Mais les visées hégémoniques de Téhéran n’ont jamais pris fin. « Sous les sanctions, Téhéran a gardé sa capacité à manoeuvrer sur le plan régional en utilisant l’arme confes­sionnelle pour alimenter la tension au sein des communautés chiites des pays dans la région, surtout à Bahreïn et au Yémen. Pour les monarchies, Téhéran est vu comme un fauteur de troubles », dit Mohamad Ezz Al-Arab, expert au Centre des Etudes Politiques et Stratégiques (CEPS) d’Al-Ahram.

Le retour d’un ancien concurrent sur le marché du pétrole affectera certainement par ailleurs la situation économique du royaume. « L’Arabie saoudite a été le grand bénéficiaire de l’isolement de Téhéran. Les sanctions ont eu pour conséquence de réduire de façon importante la production pétrolière de l’Iran et ont ainsi élevé l’Arabie saoudite à un niveau de com­pétitivité supérieur », explique Abbass. Mais en cas d’un accord final, l’offre du pétrole iranien sur le marché affectera cette supériorité. Avec un avantage d’une position stra­tégique pour Téhéran, qui contrôle le détroit d’Ormuz, où transitent environ 40 % du pétrole vendu dans le monde.
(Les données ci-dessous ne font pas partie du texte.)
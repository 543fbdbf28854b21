//! API client integration tests
//!
//! Runs the typed operations against a wiremock server.

use assert_matches::assert_matches;
use pretty_assertions::assert_eq;
use reqwest::Method;
use serde_json::json;
use synthesis::egui_app::{ApiClient, MemoryStorage, SessionStore};
use synthesis::shared::{ApiError, GenerateRequest, SignInRequest, SignUpRequest};
use wiremock::matchers::{body_json, header, method, path};
use wiremock::{Mock, MockServer, Request, ResponseTemplate};

use crate::common::{auth_body, config_for, generate_body, test_token, TEST_TOKEN};

fn client(server: &MockServer) -> ApiClient {
    ApiClient::new(config_for(&server.uri()))
}

#[tokio::test]
async fn test_sign_in_token_lands_in_session_store() {
    let server = MockServer::start().await;
    Mock::given(method("POST"))
        .and(path("/api/auth/signin"))
        .and(body_json(json!({ "login": "jane@example.com", "password": "Secret1!" })))
        .respond_with(ResponseTemplate::new(200).set_body_json(auth_body(TEST_TOKEN)))
        .expect(1)
        .mount(&server)
        .await;

    let request = SignInRequest {
        login: "jane@example.com".to_string(),
        password: "Secret1!".to_string(),
    };
    let (token, user) = client(&server).sign_in(&request).await.unwrap();
    assert_eq!(token.as_str(), TEST_TOKEN);
    assert_eq!(user.username, "jane_doe");

    let mut store = SessionStore::new(MemoryStorage::new());
    store.save(&token, &user);
    let session = store.load().unwrap();
    assert_eq!(session.token.as_str(), TEST_TOKEN);
    assert_eq!(session.user.email, "jane@example.com");
}

#[tokio::test]
async fn test_sign_up_sends_all_fields() {
    let server = MockServer::start().await;
    Mock::given(method("POST"))
        .and(path("/api/auth/signup"))
        .and(body_json(json!({
            "username": "jane_doe",
            "email": "jane@example.com",
            "password": "Secret1!"
        })))
        .respond_with(ResponseTemplate::new(201).set_body_json(auth_body("fresh-token")))
        .expect(1)
        .mount(&server)
        .await;

    let request = SignUpRequest {
        username: "jane_doe".to_string(),
        email: "jane@example.com".to_string(),
        password: "Secret1!".to_string(),
    };
    let (token, _) = client(&server).sign_up(&request).await.unwrap();
    assert_eq!(token.as_str(), "fresh-token");
}

#[tokio::test]
async fn test_auth_response_without_token_is_decode_error() {
    let server = MockServer::start().await;
    Mock::given(method("POST"))
        .and(path("/api/auth/signin"))
        .respond_with(ResponseTemplate::new(200).set_body_json(json!({
            "success": true,
            "data": { "email": "jane@example.com", "username": "jane_doe" }
        })))
        .mount(&server)
        .await;

    let request = SignInRequest {
        login: "jane@example.com".to_string(),
        password: "x".to_string(),
    };
    let result = client(&server).sign_in(&request).await;
    assert_matches!(result, Err(ApiError::Decode { .. }));
}

#[tokio::test]
async fn test_profile_401_is_auth_error() {
    let server = MockServer::start().await;
    Mock::given(method("GET"))
        .and(path("/api/auth/profile"))
        .and(header("authorization", format!("Bearer {}", TEST_TOKEN).as_str()))
        .respond_with(
            ResponseTemplate::new(401).set_body_json(json!({ "message": "Invalid or expired token" })),
        )
        .mount(&server)
        .await;

    let error = client(&server).profile(&test_token()).await.unwrap_err();
    assert!(error.is_auth());
    assert_eq!(error.status(), 401);
    assert_eq!(error.to_string(), "Invalid or expired token");
}

#[tokio::test]
async fn test_non_2xx_json_message_is_surfaced() {
    let server = MockServer::start().await;
    Mock::given(method("POST"))
        .and(path("/api/auth/signup"))
        .respond_with(ResponseTemplate::new(409).set_body_json(json!({
            "success": false,
            "message": "Email already registered"
        })))
        .mount(&server)
        .await;

    let request = SignUpRequest {
        username: "jane_doe".to_string(),
        email: "jane@example.com".to_string(),
        password: "Secret1!".to_string(),
    };
    let error = client(&server).sign_up(&request).await.unwrap_err();
    assert_eq!(error, ApiError::server(409, "Email already registered"));

    let raw = client(&server)
        .request(Method::POST, "/api/auth/signup", Some(&json!({})), None)
        .await;
    assert!(!raw.success);
    assert_eq!(raw.status, 409);
    assert_eq!(raw.data["message"], "Email already registered");
}

#[tokio::test]
async fn test_unreachable_server_reports_status_zero() {
    let api = ApiClient::new(config_for("http://127.0.0.1:1"));
    let response = api.request(Method::GET, "/api/healthcare-gan/health", None, None).await;
    assert!(!response.success);
    assert_eq!(response.status, 0);

    let error = api.health().await.unwrap_err();
    assert_matches!(error, ApiError::Network { .. });
    assert_eq!(error.status(), 0);
}

#[tokio::test]
async fn test_no_authorization_header_without_token() {
    let server = MockServer::start().await;
    Mock::given(method("POST"))
        .and(path("/api/healthcare-gan/generate"))
        .respond_with(ResponseTemplate::new(200).set_body_json(generate_body(2, 20)))
        .mount(&server)
        .await;

    let request = GenerateRequest {
        num_samples: 20,
        diabetes_ratio: 0.5,
        hypertension_ratio: 0.5,
    };
    let outcome = client(&server).generate(None, &request).await.unwrap();
    assert_eq!(outcome.dataset.num_generated, 20);

    let received: Vec<Request> = server.received_requests().await.unwrap();
    assert_eq!(received.len(), 1);
    assert!(!received[0].headers.contains_key("authorization"));
}

#[tokio::test]
async fn test_generate_attaches_bearer_when_signed_in() {
    let server = MockServer::start().await;
    Mock::given(method("POST"))
        .and(path("/api/healthcare-gan/generate"))
        .and(header("authorization", format!("Bearer {}", TEST_TOKEN).as_str()))
        .respond_with(ResponseTemplate::new(200).set_body_json(generate_body(5, 500)))
        .expect(1)
        .mount(&server)
        .await;

    let request = GenerateRequest {
        num_samples: 500,
        diabetes_ratio: 0.5,
        hypertension_ratio: 0.7,
    };
    let outcome = client(&server)
        .generate(Some(&test_token()), &request)
        .await
        .unwrap();
    assert_eq!(outcome.dataset.preview.sample_patients.len(), 5);
    assert_eq!(outcome.raw["num_generated"], 500);
}
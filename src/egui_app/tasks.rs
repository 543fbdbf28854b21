//! Background request plumbing
//!
//! egui redraws on the UI thread, so network calls run on a tokio runtime
//! and report back over a channel polled once per frame. A [`RequestSlot`]
//! allows one in-flight request per control and drops any result whose
//! generation is no longer current.

use std::future::Future;
use std::sync::mpsc::{channel, Receiver, TryRecvError};
use std::sync::Arc;

use tokio::runtime::{Builder, Runtime};

/// Shared multi-thread runtime for API calls
#[derive(Clone)]
pub struct TaskRunner {
    runtime: Arc<Runtime>,
}

impl TaskRunner {
    pub fn new() -> std::io::Result<Self> {
        let runtime = Builder::new_multi_thread()
            .worker_threads(2)
            .thread_name("synthesis-net")
            .enable_all()
            .build()?;
        Ok(Self {
            runtime: Arc::new(runtime),
        })
    }

    /// Run `future` in the background; its output arrives on the returned handle.
    pub fn spawn<T, F>(&self, future: F) -> Pending<T>
    where
        T: Send + 'static,
        F: Future<Output = T> + Send + 'static,
    {
        let (tx, rx) = channel();
        self.runtime.spawn(async move {
            // The receiver is gone when the view stopped caring.
            let _ = tx.send(future.await);
        });
        Pending { rx }
    }
}

/// Handle to a background result
pub struct Pending<T> {
    rx: Receiver<T>,
}

#[derive(Debug, PartialEq, Eq)]
pub enum Poll<T> {
    Ready(T),
    Waiting,
    /// The task ended without sending (panicked)
    Lost,
}

impl<T> Pending<T> {
    pub fn poll(&self) -> Poll<T> {
        match self.rx.try_recv() {
            Ok(value) => Poll::Ready(value),
            Err(TryRecvError::Empty) => Poll::Waiting,
            Err(TryRecvError::Disconnected) => Poll::Lost,
        }
    }
}

/// One control's in-flight request
pub struct RequestSlot<T> {
    generation: u64,
    pending: Option<(u64, Pending<T>)>,
}

impl<T> Default for RequestSlot<T> {
    fn default() -> Self {
        Self {
            generation: 0,
            pending: None,
        }
    }
}

impl<T> RequestSlot<T> {
    pub fn new() -> Self {
        Self::default()
    }

    /// Busy flag used to disable the triggering control
    pub fn is_busy(&self) -> bool {
        self.pending.is_some()
    }

    pub fn generation(&self) -> u64 {
        self.generation
    }

    /// Track a new request, superseding any previous one.
    pub fn start(&mut self, pending: Pending<T>) -> u64 {
        self.generation += 1;
        self.pending = Some((self.generation, pending));
        self.generation
    }

    /// Forget the in-flight request; a late result will be discarded.
    pub fn cancel(&mut self) {
        self.generation += 1;
        self.pending = None;
    }

    /// The result of the current request, once it has arrived.
    pub fn take_ready(&mut self) -> Option<T> {
        let (generation, poll) = match &self.pending {
            Some((generation, pending)) => (*generation, pending.poll()),
            None => return None,
        };
        match poll {
            Poll::Waiting => None,
            Poll::Ready(value) => {
                let current = generation == self.generation;
                self.pending = None;
                if current {
                    Some(value)
                } else {
                    tracing::debug!("Dropping stale response (generation {})", generation);
                    None
                }
            }
            Poll::Lost => {
                tracing::warn!("Background request ended without a result");
                self.pending = None;
                None
            }
        }
    }
}
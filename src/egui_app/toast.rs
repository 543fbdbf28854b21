//! Transient notifications
//!
//! Toasts expire on their own; `prune` is called once per frame.

use std::collections::VecDeque;
use std::time::{Duration, Instant};

pub const DEFAULT_TTL: Duration = Duration::from_secs(4);
const MAX_TOASTS: usize = 5;

#[derive(Debug, Clone, Copy, PartialEq, Eq)]
pub enum ToastKind {
    Info,
    Success,
    Error,
}

#[derive(Debug, Clone)]
pub struct Toast {
    pub kind: ToastKind,
    pub message: String,
    created: Instant,
    ttl: Duration,
}

impl Toast {
    pub fn is_expired(&self, now: Instant) -> bool {
        now.duration_since(self.created) >= self.ttl
    }
}

#[derive(Debug, Default)]
pub struct Toasts {
    entries: VecDeque<Toast>,
}

impl Toasts {
    pub fn new() -> Self {
        Self::default()
    }

    pub fn push(&mut self, kind: ToastKind, message: impl Into<String>) {
        self.push_at(kind, message, Instant::now());
    }

    fn push_at(&mut self, kind: ToastKind, message: impl Into<String>, created: Instant) {
        let message = message.into();
        match kind {
            ToastKind::Error => tracing::warn!("toast: {}", message),
            _ => tracing::info!("toast: {}", message),
        }
        if self.entries.len() == MAX_TOASTS {
            self.entries.pop_front();
        }
        self.entries.push_back(Toast {
            kind,
            message,
            created,
            ttl: DEFAULT_TTL,
        });
    }

    pub fn info(&mut self, message: impl Into<String>) {
        self.push(ToastKind::Info, message);
    }

    pub fn success(&mut self, message: impl Into<String>) {
        self.push(ToastKind::Success, message);
    }

    pub fn error(&mut self, message: impl Into<String>) {
        self.push(ToastKind::Error, message);
    }

    pub fn prune(&mut self, now: Instant) {
        self.entries.retain(|toast| !toast.is_expired(now));
    }

    pub fn iter(&self) -> impl Iterator<Item = &Toast> {
        self.entries.iter()
    }

    pub fn len(&self) -> usize {
        self.entries.len()
    }

    pub fn is_empty(&self) -> bool {
        self.entries.is_empty()
    }

    pub fn latest(&self) -> Option<&Toast> {
        self.entries.back()
    }
}
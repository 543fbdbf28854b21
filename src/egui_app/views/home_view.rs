use eframe::egui;

use crate::egui_app::home::{
    rbs_series, HomeTab, PreviewTable, EPOCH_RANGE, RATIO_STEP, RECORD_COUNT_RANGE, RECORD_COUNT_STEP,
};
use crate::egui_app::state::AppState;
use crate::egui_app::theme::{colors, styles};
use crate::shared::dataset::{GeneratedDataset, SamplePatient, ServiceHealth};

const CHART_SIZE: egui::Vec2 = egui::vec2(260.0, 90.0);
const MAX_CHARTS: usize = 3;

pub fn render(ui: &mut egui::Ui, state: &mut AppState) {
    ui.add_space(12.0);
    ui.horizontal(|ui| {
        ui.heading(
            egui::RichText::new("Synthetic Healthcare Data")
                .strong()
                .color(colors::TEXT_PRIMARY),
        );
        ui.with_layout(egui::Layout::right_to_left(egui::Align::Center), |ui| {
            render_health(ui, state);
        });
    });
    ui.add_space(8.0);

    ui.horizontal(|ui| {
        for tab in HomeTab::ALL {
            let selected = state.home.active_tab == tab;
            let text = egui::RichText::new(tab.label()).color(if selected {
                colors::TAB_ACTIVE
            } else {
                colors::TEXT_SECONDARY
            });
            if ui.selectable_label(selected, text).clicked() {
                state.home.active_tab = tab;
            }
        }
    });
    ui.separator();

    if let Some(ref error) = state.home.error {
        styles::banner_frame().show(ui, |ui| {
            ui.colored_label(colors::ERROR, error);
        });
        ui.add_space(8.0);
    }

    match state.home.active_tab {
        HomeTab::Generate => render_generate(ui, state),
        HomeTab::Validation => render_validation(ui, state),
        HomeTab::Training => render_training(ui, state),
        HomeTab::About => render_about_data(ui),
    }
}

fn render_health(ui: &mut egui::Ui, state: &mut AppState) {
    if ui.small_button("⟳").on_hover_text("Check service").clicked() {
        state.check_health();
    }
    let (color, text) = health_line(state.home.health.as_ref());
    ui.colored_label(color, text);
}

fn health_line(health: Option<&ServiceHealth>) -> (egui::Color32, String) {
    let Some(health) = health else {
        return (colors::TEXT_SECONDARY, "Service status unknown".to_string());
    };
    let status = health.status.as_deref().unwrap_or("unknown");
    let models = match health.models_loaded {
        Some(true) => "models loaded",
        Some(false) => "models not loaded",
        None => "models unknown",
    };
    let device = health.device.as_deref().unwrap_or("n/a");
    let color = if status.eq_ignore_ascii_case("healthy") || status.eq_ignore_ascii_case("ok") {
        colors::SUCCESS
    } else {
        colors::ERROR
    };
    (color, format!("Service {} · {} · {}", status, models, device))
}

fn render_generate(ui: &mut egui::Ui, state: &mut AppState) {
    styles::card_frame().show(ui, |ui| {
        ui.set_width(ui.available_width());
        ui.label(egui::RichText::new("Generation parameters").strong());
        ui.add_space(6.0);

        let home = &mut state.home;
        ui.add(
            egui::Slider::new(&mut home.record_count, RECORD_COUNT_RANGE)
                .step_by(RECORD_COUNT_STEP as f64)
                .text("Number of records"),
        );
        ui.add(
            egui::Slider::new(&mut home.diabetes_ratio, 0.0..=1.0)
                .step_by(RATIO_STEP)
                .text("Diabetes ratio"),
        );
        ui.add(
            egui::Slider::new(&mut home.hypertension_ratio, 0.0..=1.0)
                .step_by(RATIO_STEP)
                .text("Hypertension ratio"),
        );
        ui.add_space(10.0);

        let busy = state.is_generating();
        ui.horizontal(|ui| {
            if ui.add_enabled(!busy, styles::primary_button("Generate Data")).clicked() {
                state.handle_generate();
            }
            if busy {
                ui.spinner();
                ui.label("Generating...");
            }
        });
    });
    ui.add_space(12.0);

    let Some(outcome) = state.home.generated.as_ref() else {
        return;
    };
    let dataset = &outcome.dataset;

    let mut export = false;
    styles::card_frame().show(ui, |ui| {
        ui.set_width(ui.available_width());
        ui.horizontal(|ui| {
            ui.label(egui::RichText::new("Preview").strong());
            ui.with_layout(egui::Layout::right_to_left(egui::Align::Center), |ui| {
                export = ui.button("Download JSON").clicked();
            });
        });
        render_files(ui, dataset);

        match PreviewTable::from_dataset(dataset) {
            Some(table) => {
                render_table(ui, &table);
                ui.add_space(6.0);
                ui.colored_label(colors::TEXT_SECONDARY, table.note());
            }
            None => {
                ui.colored_label(colors::TEXT_SECONDARY, "The response contained no sample records.");
            }
        }

        ui.add_space(10.0);
        render_charts(ui, &dataset.preview.sample_patients);
    });

    if export {
        state.export_generated();
    }
}

fn render_files(ui: &mut egui::Ui, dataset: &GeneratedDataset) {
    for (label, file) in [
        ("Tabular file", &dataset.tabular_file),
        ("Time-series file", &dataset.timeseries_file),
    ] {
        if let Some(file) = file {
            ui.colored_label(colors::TEXT_SECONDARY, format!("{}: {}", label, file));
        }
    }
}

fn render_table(ui: &mut egui::Ui, table: &PreviewTable) {
    egui::ScrollArea::horizontal().id_salt("preview_table").show(ui, |ui| {
        egui::Grid::new("preview_grid")
            .striped(true)
            .spacing([16.0, 4.0])
            .show(ui, |ui| {
                for column in &table.columns {
                    ui.label(egui::RichText::new(column).strong().size(12.0));
                }
                ui.end_row();
                for row in &table.rows {
                    for cell in row {
                        ui.label(cell);
                    }
                    ui.end_row();
                }
            });
    });
}

fn render_charts(ui: &mut egui::Ui, patients: &[SamplePatient]) {
    let charted: Vec<_> = patients
        .iter()
        .filter(|patient| !patient.timeseries_sample.is_empty())
        .take(MAX_CHARTS)
        .collect();
    if charted.is_empty() {
        return;
    }

    ui.label(egui::RichText::new("Random blood sugar (mg/dL)").strong());
    ui.horizontal_wrapped(|ui| {
        for (index, patient) in charted.into_iter().enumerate() {
            ui.vertical(|ui| {
                let label = if patient.is_diabetic() { "diabetic" } else { "non-diabetic" };
                ui.colored_label(colors::TEXT_SECONDARY, format!("Patient {} ({})", index + 1, label));
                sparkline(ui, patient);
            });
        }
    });
}

fn sparkline(ui: &mut egui::Ui, patient: &SamplePatient) {
    let series = rbs_series(patient);
    let (response, painter) = ui.allocate_painter(CHART_SIZE, egui::Sense::hover());
    let rect = response.rect;
    painter.rect_stroke(
        rect,
        egui::CornerRadius::same(4),
        egui::Stroke::new(1.0, colors::OUTLINE),
        egui::StrokeKind::Inside,
    );

    let (min, max) = series
        .iter()
        .fold((f64::INFINITY, f64::NEG_INFINITY), |(lo, hi), (_, v)| (lo.min(*v), hi.max(*v)));
    let span = if max > min { max - min } else { 1.0 };
    let last = series.len().saturating_sub(1).max(1) as f32;

    let points: Vec<egui::Pos2> = series
        .iter()
        .enumerate()
        .map(|(i, (_, value))| {
            let x = rect.left() + 6.0 + (rect.width() - 12.0) * i as f32 / last;
            let y = rect.bottom() - 6.0 - (rect.height() - 12.0) * ((value - min) / span) as f32;
            egui::pos2(x, y)
        })
        .collect();

    let color = if patient.is_diabetic() {
        colors::SERIES_DIABETIC
    } else {
        colors::SERIES_NON_DIABETIC
    };
    painter.add(egui::Shape::line(points, egui::Stroke::new(2.0, color)));

    if let (Some((first, _)), Some((end, _))) = (series.first(), series.last()) {
        response.on_hover_text(format!(
            "{} to {} · {:.0} to {:.0} mg/dL",
            first, end, min, max
        ));
    }
}

fn render_validation(ui: &mut egui::Ui, state: &AppState) {
    styles::card_frame().show(ui, |ui| {
        ui.set_width(ui.available_width());
        let Some(outcome) = state.home.generated.as_ref() else {
            ui.colored_label(colors::TEXT_SECONDARY, "Generate a dataset to see its summary.");
            return;
        };
        let patients = &outcome.dataset.preview.sample_patients;
        let total = patients.len();
        let diabetic = patients.iter().filter(|p| p.is_diabetic()).count();
        let hypertensive = patients.iter().filter(|p| p.has_hypertension()).count();
        let ages: Vec<f64> = patients.iter().filter_map(SamplePatient::age).collect();

        ui.label(egui::RichText::new("Sample summary").strong());
        egui::Grid::new("validation_grid")
            .num_columns(2)
            .spacing([24.0, 6.0])
            .show(ui, |ui| {
                summary_row(ui, "Records generated", outcome.dataset.num_generated.to_string());
                summary_row(ui, "Records previewed", total.to_string());
                summary_row(ui, "Diabetic", share(diabetic, total));
                summary_row(ui, "Hypertension", share(hypertensive, total));
                let mean_age = if ages.is_empty() {
                    "N/A".to_string()
                } else {
                    format!("{:.1}", ages.iter().sum::<f64>() / ages.len() as f64)
                };
                summary_row(ui, "Mean age", mean_age);
            });
    });
}

fn share(count: usize, total: usize) -> String {
    if total == 0 {
        return "N/A".to_string();
    }
    format!("{} ({:.0}%)", count, count as f64 * 100.0 / total as f64)
}

fn summary_row(ui: &mut egui::Ui, label: &str, value: String) {
    ui.colored_label(colors::TEXT_SECONDARY, label);
    ui.label(value);
    ui.end_row();
}

fn render_training(ui: &mut egui::Ui, state: &mut AppState) {
    styles::card_frame().show(ui, |ui| {
        ui.set_width(ui.available_width());
        ui.label(egui::RichText::new("Model training").strong());
        ui.colored_label(
            colors::TEXT_SECONDARY,
            format!(
                "Time series: {} · Tabular: {}",
                state.config.time_series_path(),
                state.config.tabular_path()
            ),
        );
        ui.add(egui::Slider::new(&mut state.home.epochs, EPOCH_RANGE).text("Epochs"));
        ui.add(egui::Slider::new(&mut state.home.batch_size, 1..=256).text("Batch size"));
        ui.add_space(10.0);

        let busy = state.is_training();
        ui.horizontal(|ui| {
            if ui.add_enabled(!busy, styles::primary_button("Train Model")).clicked() {
                state.handle_train();
            }
            if busy {
                ui.spinner();
                ui.label("Training...");
            }
        });

        if let Some(ref training) = state.home.training {
            ui.add_space(10.0);
            egui::Grid::new("training_grid")
                .num_columns(2)
                .spacing([24.0, 6.0])
                .show(ui, |ui| {
                    summary_row(ui, "Final loss", training.final_loss_display());
                    summary_row(ui, "Training time", training.training_time_display());
                });
            if let Some(metrics) = training.metrics_pretty() {
                ui.add_space(6.0);
                ui.label(egui::RichText::new(metrics).monospace());
            }
        }
    });
}

fn render_about_data(ui: &mut egui::Ui) {
    styles::card_frame().show(ui, |ui| {
        ui.set_width(ui.available_width());
        ui.label(egui::RichText::new("About the data").strong());
        ui.label(
            "Each synthetic patient pairs a tabular record (age, BMI, diabetes and \
             blood-pressure status) with a short series of random blood sugar readings.",
        );
        ui.label(
            "Records are produced by generative models trained on de-identified data, so \
             they follow realistic distributions without describing any real person.",
        );
        ui.label("Use the ratios to control how many generated patients have each condition.");
    });
}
Des frictions anciennes entre Riyad et Washington

Alors, les Saoudiens s’interrogent. Washington va-t-il par cet accord se diriger vers le nord du Golfe pour faire de l’Iran un partenaire straté­gique à leur détriment ? Un rappro­chement qui provoquera certainement une large fissure dans les relations entre les deux pays. Mais des frictions existent déjà avec Washington depuis plus de 2 ans, comme l’explique Abbass. C’était avec le déclenche­ment des révolutions arabes, quand l’Arabie saoudite critiquait le silence américain ambigu de voir la chute de ses alliés dans la région, l’un après l’autre. La position américaine envers les manifestations de Bahreïn en 2011, soutenue par Téhéran, a suscité en plus le mécontentement de Riyad. « La vision des deux pays sur d’im­portants dossiers régionaux s’éloigne évidemment. Riyad ne croit pas dans les solutions partielles adoptées par Washington concernant les grands dossiers au Proche-Orient », dit Ezz Al-Arab. La décision d’Obama de ne pas conduire d’action militaire contre la Syrie et d’accepter un accord, sou­tenu par la Russie, et sa position envers la révolution de juin 2013 en Egypte, ont encore irrité les mécon­tentements des Saoudiens. C’est une tournure dramatique prise dans la relation, quand Riyad a même refusé de siéger comme membre non perma­nent au Conseil de sécurité de l’Onu. « Ce refus est un message adressé aux Etats-Unis, pas aux Nations-Unies », disait le chef des renseignements saoudien, Bandar Ben Sultan.